Western Morning News (Saturday)
Slow growth – but SW has work to do
Coronavirus rates are low – but our region is still suffering, says William Telford
THERE is more than one way to measure the impact of the coronavirus pandemic. Looking at the figures for infections, hospitalisations and deaths tells one, grim story. But business growth, employment and wage increases are another aspect of our lives that have been hit.
Here in the South West we have avoided, so far, the worst of the health effects compared to many other regions. The economic impact, however, looks to be severe. Devon and Somerset, for example, lag behind the rest of the UK and the region is among the hardest hit economically by the coronavirus pandemic.
The recent annual meeting of the Heart of the South West Local Enterprise Partnership (HotSW LEP), heard that business growth in the region is still around 10% behind the UK average. It was also told the area, which includes 16 local authorities including Plymouth and Torbay, is one of the places hardest hit since the outbreak of Covid-19 in the UK due to its dependence on sectors most affected by lockdown.
Consistent data analysis from a number of business representative organisations, the Office of National Statistics, Oxford Analytics and the Bank of England has shown that whilst the incidence rate of the Covid-19 across the area to date has been low, the economic impact has been high and far-reaching compared to other regions.
The meeting was also told that since 2014, when the HotSW was formed, employment has risen in the region by 5.6% – but this compared with the national rise of 6.5%.
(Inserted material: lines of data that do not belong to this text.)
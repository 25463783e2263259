//! JSON persistence for dungeon records.
//!
//! Records are stored content-addressed as `<id>.json`; a file that already
//! exists under that name holds the same content by construction and is
//! reused instead of rewritten.

use std::fs;
use std::path::{Path, PathBuf};

use crate::error::StorageError;
use crate::grid::Grid;
use crate::record::DungeonRecord;

/// Write `record` into `dir`, returning the record's path.
pub fn save_record(record: &DungeonRecord, dir: &Path) -> Result<PathBuf, StorageError> {
    let path = dir.join(format!("{}.json", record.id));
    if path.exists() {
        log::debug!("record {} already stored, reusing it", record.id);
        return Ok(path);
    }
    let json = serde_json::to_string(record).map_err(StorageError::Encode)?;
    fs::write(&path, json)?;
    log::info!("saved dungeon record to {}", path.display());
    Ok(path)
}

/// Read and validate a record from disk.
pub fn load_record(path: &Path) -> Result<DungeonRecord, StorageError> {
    let raw = fs::read_to_string(path)?;
    parse_record(&raw)
}

/// Parse and validate a record from its JSON text.
pub fn parse_record(raw: &str) -> Result<DungeonRecord, StorageError> {
    let record: DungeonRecord = serde_json::from_str(raw)
        .map_err(|err| StorageError::CorruptRecord(err.to_string()))?;
    validate_record(&record)?;
    Ok(record)
}

/// Rebuild the cell grid a record describes.
pub fn record_grid(record: &DungeonRecord) -> Result<Grid, StorageError> {
    validate_record(record)?;
    Grid::from_codes(&record.map).ok_or_else(|| {
        StorageError::CorruptRecord("map contains unknown cell codes".to_string())
    })
}

fn validate_record(record: &DungeonRecord) -> Result<(), StorageError> {
    if record.map.len() != record.height {
        return Err(StorageError::CorruptRecord(format!(
            "declared height {} but map has {} rows",
            record.height,
            record.map.len()
        )));
    }
    for (y, row) in record.map.iter().enumerate() {
        if row.len() != record.width {
            return Err(StorageError::CorruptRecord(format!(
                "declared width {} but row {} has {} cells",
                record.width,
                y,
                row.len()
            )));
        }
        if let Some(&code) = row.iter().find(|&&code| code > 9) {
            return Err(StorageError::CorruptRecord(format!(
                "unknown cell code {code} in row {y}"
            )));
        }
    }
    Ok(())
}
Productivity, however, has risen by 12.6%, which is higher than the national rate of 9.8%, and “which goes some way towards closing the gap”. But the meeting was told “there is still much to do”. Average earnings per week have risen by 12.2% compared with 12.8% nationally. About 32,000 new homes have been built, and lower-paid wage growth has been better than average wage growth, meaning the region is progressing towards “more inclusive growth”.
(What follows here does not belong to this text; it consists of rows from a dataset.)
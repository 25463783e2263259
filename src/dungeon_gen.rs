//! BSP dungeon generation.
//!
//! The pipeline runs in strict phase order: partition the map into a binary
//! tree of regions, carve one room per leaf and connect sibling subtrees with
//! corridors, classify room/corridor junctions into doors, then place the two
//! stairs. All randomness comes from one seeded generator threaded through
//! the phases, so a `(seed, width, height)` triple always reproduces the same
//! grid bit for bit.

use std::collections::VecDeque;

use rand::{Rng, SeedableRng};
use rand_chacha::ChaCha8Rng;

use crate::cell::Cell;
use crate::constants::*;
use crate::error::GenerationError;
use crate::grid::Grid;
use crate::record::{finalize, DungeonRecord};

/// An axis-aligned rectangle of grid cells.
#[derive(Clone, Copy, Debug, PartialEq, Eq)]
pub struct Rect {
    pub x: i32,
    pub y: i32,
    pub width: i32,
    pub height: i32,
}

impl Rect {
    pub fn new(x: i32, y: i32, width: i32, height: i32) -> Self {
        Self {
            x,
            y,
            width,
            height,
        }
    }

    pub fn center(&self) -> (i32, i32) {
        (self.x + self.width / 2, self.y + self.height / 2)
    }

    pub fn contains(&self, x: i32, y: i32) -> bool {
        x >= self.x && x < self.x + self.width && y >= self.y && y < self.y + self.height
    }

    pub fn intersects(&self, other: &Rect) -> bool {
        self.x < other.x + other.width
            && other.x < self.x + self.width
            && self.y < other.y + other.height
            && other.y < self.y + self.height
    }
}

/// A node in the partition tree. Leaves own at most one room; internal nodes
/// own exactly two children covering disjoint halves of the region.
struct BspNode {
    region: Rect,
    room: Option<Rect>,
    children: Option<(usize, usize)>,
}

impl BspNode {
    fn new(region: Rect) -> Self {
        Self {
            region,
            room: None,
            children: None,
        }
    }
}

/// Partition tree stored as an arena; children are referenced by index, so
/// the structure is a strict acyclic tree by construction.
struct PartitionTree {
    nodes: Vec<BspNode>,
}

impl PartitionTree {
    /// Build the tree for a `width`-by-`height` map.
    ///
    /// Construction is breadth-first so that random draws are consumed in a
    /// stable order for a given seed; a depth-first build with the same
    /// generator would produce a different tree.
    fn build(width: i32, height: i32, rng: &mut impl Rng) -> Self {
        let mut tree = Self {
            nodes: vec![BspNode::new(Rect::new(0, 0, width, height))],
        };
        let mut queue = VecDeque::from([0usize]);
        while let Some(idx) = queue.pop_front() {
            if let Some((left, right)) = tree.try_split(idx, rng) {
                queue.push_back(left);
                queue.push_back(right);
            }
        }
        tree
    }

    /// Split `idx` into two children if its region allows it. A region that
    /// cannot fit two minimum leaves along either axis stays a leaf, which is
    /// the designed termination path rather than an error.
    fn try_split(&mut self, idx: usize, rng: &mut impl Rng) -> Option<(usize, usize)> {
        let Rect {
            x,
            y,
            width: w,
            height: h,
        } = self.nodes[idx].region;

        let can_split_width = w >= MIN_SPLIT;
        let can_split_height = h >= MIN_SPLIT;
        if !can_split_width && !can_split_height {
            return None;
        }

        // Strongly elongated regions are always split across their long axis;
        // near-square ones pick an axis at random.
        let mut divide_width = if w > h && w as f64 / h as f64 >= SPLIT_ASPECT_BIAS {
            true
        } else if h > w && h as f64 / w as f64 >= SPLIT_ASPECT_BIAS {
            false
        } else {
            rng.gen_bool(0.5)
        };
        if divide_width && !can_split_width {
            divide_width = false;
        } else if !divide_width && !can_split_height {
            divide_width = true;
        }

        let (first, second) = if divide_width {
            let offset = rng.gen_range(MIN_LEAF..=w - MIN_LEAF);
            (
                Rect::new(x, y, offset, h),
                Rect::new(x + offset, y, w - offset, h),
            )
        } else {
            let offset = rng.gen_range(MIN_LEAF..=h - MIN_LEAF);
            (
                Rect::new(x, y, w, offset),
                Rect::new(x, y + offset, w, h - offset),
            )
        };

        let left = self.push(first);
        let right = self.push(second);
        self.nodes[idx].children = Some((left, right));
        Some((left, right))
    }

    fn push(&mut self, region: Rect) -> usize {
        self.nodes.push(BspNode::new(region));
        self.nodes.len() - 1
    }

    /// Carve rooms and corridors below `idx`, post-order, and return the
    /// subtree's room center: a leaf yields its room's center, an internal
    /// node one of its children's centers picked at random. The center is
    /// computed once here and propagated upward, never recomputed.
    fn carve(&mut self, idx: usize, grid: &mut Grid, rng: &mut impl Rng) -> Option<(i32, i32)> {
        match self.nodes[idx].children {
            Some((left, right)) => {
                let first = self.carve(left, grid, rng);
                let second = self.carve(right, grid, rng);
                if let (Some(a), Some(b)) = (first, second) {
                    carve_corridor(grid, a, b, rng);
                }
                match (first, second) {
                    (Some(a), Some(b)) => Some(if rng.gen_bool(0.5) { a } else { b }),
                    (center, None) => center,
                    (None, center) => center,
                }
            }
            None => {
                let room = carve_room(&self.nodes[idx].region, grid, rng);
                self.nodes[idx].room = Some(room);
                Some(room.center())
            }
        }
    }

    /// Rooms carved so far, in leaf-creation order.
    fn rooms(&self) -> Vec<Rect> {
        self.nodes.iter().filter_map(|node| node.room).collect()
    }
}

/// Pick a room size and position inside the leaf region, inset from the
/// partition edges, and fill it with `Room` cells.
fn carve_room(region: &Rect, grid: &mut Grid, rng: &mut impl Rng) -> Rect {
    let inset = MARGIN / 2;
    let room_w = rng.gen_range(MIN_ROOM..=region.width - MARGIN);
    let room_h = rng.gen_range(MIN_ROOM..=region.height - MARGIN);
    let room_x = rng.gen_range(region.x + inset..=region.x + region.width - room_w - inset);
    let room_y = rng.gen_range(region.y + inset..=region.y + region.height - room_h - inset);

    for y in room_y..room_y + room_h {
        for x in room_x..room_x + room_w {
            grid.set(x, y, Cell::Room);
        }
    }
    Rect::new(room_x, room_y, room_w, room_h)
}

/// Step one cell at a time from `from` toward `to`, preferring the axis with
/// the larger remaining distance and breaking ties at random. Only `Wall`
/// cells become `Corridor`; rooms and earlier corridors are never overwritten.
fn carve_corridor(grid: &mut Grid, from: (i32, i32), to: (i32, i32), rng: &mut impl Rng) {
    let (mut cx, mut cy) = from;
    let (x2, y2) = to;

    while cx != x2 || cy != y2 {
        let dx = (x2 - cx).abs();
        let dy = (y2 - cy).abs();
        let step_x = if dx > 0 && dy > 0 {
            if dx != dy {
                dx > dy
            } else {
                rng.gen_bool(0.5)
            }
        } else {
            dx > 0
        };

        if step_x {
            cx += (x2 - cx).signum();
        } else {
            cy += (y2 - cy).signum();
        }
        if grid.get(cx, cy) == Some(Cell::Wall) {
            grid.set(cx, cy, Cell::Corridor);
        }
    }
}

/// Scan interior cells left to right, top to bottom, and turn corridor cells
/// at room/corridor junctions into doors. Mutation happens during the scan,
/// so an earlier door can influence the neighbor reads of later candidates;
/// that ordering is part of the reproducible output.
fn place_doors(grid: &mut Grid, rng: &mut impl Rng) {
    const SPECIAL_KINDS: [Cell; 3] = [Cell::SecretDoor, Cell::LockedDoor, Cell::TrapDoor];

    let width = grid.width() as i32;
    let height = grid.height() as i32;
    for y in 1..height - 1 {
        for x in 1..width - 1 {
            if grid.get(x, y) != Some(Cell::Corridor) {
                continue;
            }
            let up = grid.get(x, y - 1);
            let down = grid.get(x, y + 1);
            let left = grid.get(x - 1, y);
            let right = grid.get(x + 1, y);

            let room = Some(Cell::Room);
            let corridor = Some(Cell::Corridor);
            let wall = Some(Cell::Wall);

            let vertical = ((up == room && down == corridor) || (down == room && up == corridor))
                && left == wall
                && right == wall;
            let horizontal = ((left == room && right == corridor)
                || (right == room && left == corridor))
                && up == wall
                && down == wall;

            if vertical || horizontal {
                let kind = if rng.gen::<f64>() > SPECIAL_DOOR_CHANCE {
                    Cell::Door
                } else {
                    SPECIAL_KINDS[rng.gen_range(0..SPECIAL_KINDS.len())]
                };
                grid.set(x, y, kind);
            }
        }
    }
}

/// Place the up and down stairs on two distinct room cells away from locked
/// and secret doors. Fewer than two valid cells is a designed degenerate
/// case; the grid is simply left without stairs.
fn place_stairs(grid: &mut Grid, rng: &mut impl Rng) {
    let special_doors: Vec<(i32, i32)> = grid
        .iter_cells()
        .filter(|&(_, cell)| cell == Cell::LockedDoor || cell == Cell::SecretDoor)
        .map(|(pos, _)| pos)
        .collect();

    let near_special = |(x, y): (i32, i32)| {
        special_doors
            .iter()
            .any(|&(sx, sy)| (sx - x).abs().max((sy - y).abs()) <= STAIR_EXCLUSION_RADIUS)
    };

    let spots: Vec<(i32, i32)> = grid
        .iter_cells()
        .filter(|&(pos, cell)| cell == Cell::Room && !near_special(pos))
        .map(|(pos, _)| pos)
        .collect();

    if spots.len() < 2 {
        log::debug!(
            "only {} stair-safe room cells, leaving stairs unplaced",
            spots.len()
        );
        return;
    }

    // One 2-of-N draw without replacement; drawing twice independently could
    // land both stairs on the same cell.
    let picked = rand::seq::index::sample(rng, spots.len(), 2);
    let (ux, uy) = spots[picked.index(0)];
    let (dx, dy) = spots[picked.index(1)];
    grid.set(ux, uy, Cell::StairUp);
    grid.set(dx, dy, Cell::StairDown);
}

/// Generate the dungeon for `(seed, height, width)` and package it as a
/// content-addressed record.
pub fn generate(seed: u64, height: usize, width: usize) -> Result<DungeonRecord, GenerationError> {
    let min = MIN_LEAF as usize;
    if width < min || height < min {
        return Err(GenerationError::DimensionsTooSmall { width, height, min });
    }

    let mut rng = ChaCha8Rng::seed_from_u64(seed);
    let mut grid = Grid::filled(width, height, Cell::Wall);

    let mut tree = PartitionTree::build(width as i32, height as i32, &mut rng);
    tree.carve(0, &mut grid, &mut rng);
    place_doors(&mut grid, &mut rng);
    place_stairs(&mut grid, &mut rng);

    log::debug!(
        "generated {}x{} dungeon: {} rooms, {} corridor cells",
        width,
        height,
        tree.rooms().len(),
        grid.count(Cell::Corridor)
    );
    Ok(finalize(seed, width, height, &grid)?)
}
The LEP’s Recovery Plan focuses on key opportunity sectors and skills for the future in order to build back better. It puts forward a set of propositions for the key sectors in the recovery of nuclear, marine, aerospace, high streets, culture, construction, tourism and manufacturing.
The annual meeting was attended by the chair and selected board members at Exeter Science Park with 66 virtual attendees. It reported on the LEP’s achievements of 2019/20 and the impact on the economy over the past six years.
Chair Karl Tucker summarised the LEP’s progress on its investment programme of infrastructure, business support and skills projects; and sent a strong message to the Government to back the Great South West as part of its much publicised levelling up agenda.
Mr Tucker also thanked the previous chair, Steve Hindley, for his six years of dedicated service, as well as the retiring board members Martha Wilkinson and Steve Smith.
New Board member Professor Lisa Roberts, Vice Chancellor and
Chief Executive of Exeter University, was welcomed, and a recruitment process was announced for the appointment of four new board members, with a closing deadline of October 14.
The meeting heard how the LEP is on course for delivery of its investment programme by 2025, which will directly create about 23,000 jobs, 19,000 homes, train 58,000 people and support 31,000 businesses. Also, headlines were presented on the economic climate of the Heart of the South West and the LEP’s impact on the wider community since 2014 in terms of employment, productivity, infrastructure and wages.
The meeting heard the Heart of the South West has a £35billion economy – as big as Birmingham or Liverpool – a population of 1.7million and 72,000 businesses. It has experienced historic low levels of productivity with a relatively high employment rate, but with higher than average house prices.
Mr Tucker said: “We’re very proud of our achievements and this year has inevitably thrown an additional challenge to mitigate the effects of the lockdown and uncertainty around EU Exit; so with renewed impetus we aim to build back better with clean and inclusive growth. We strongly urge the Government to commit to its levellingup agenda and reverse the decades of under-investment in this region by spreading opportunities more evenly across the country; not just in metropolitan areas in the North and Midlands.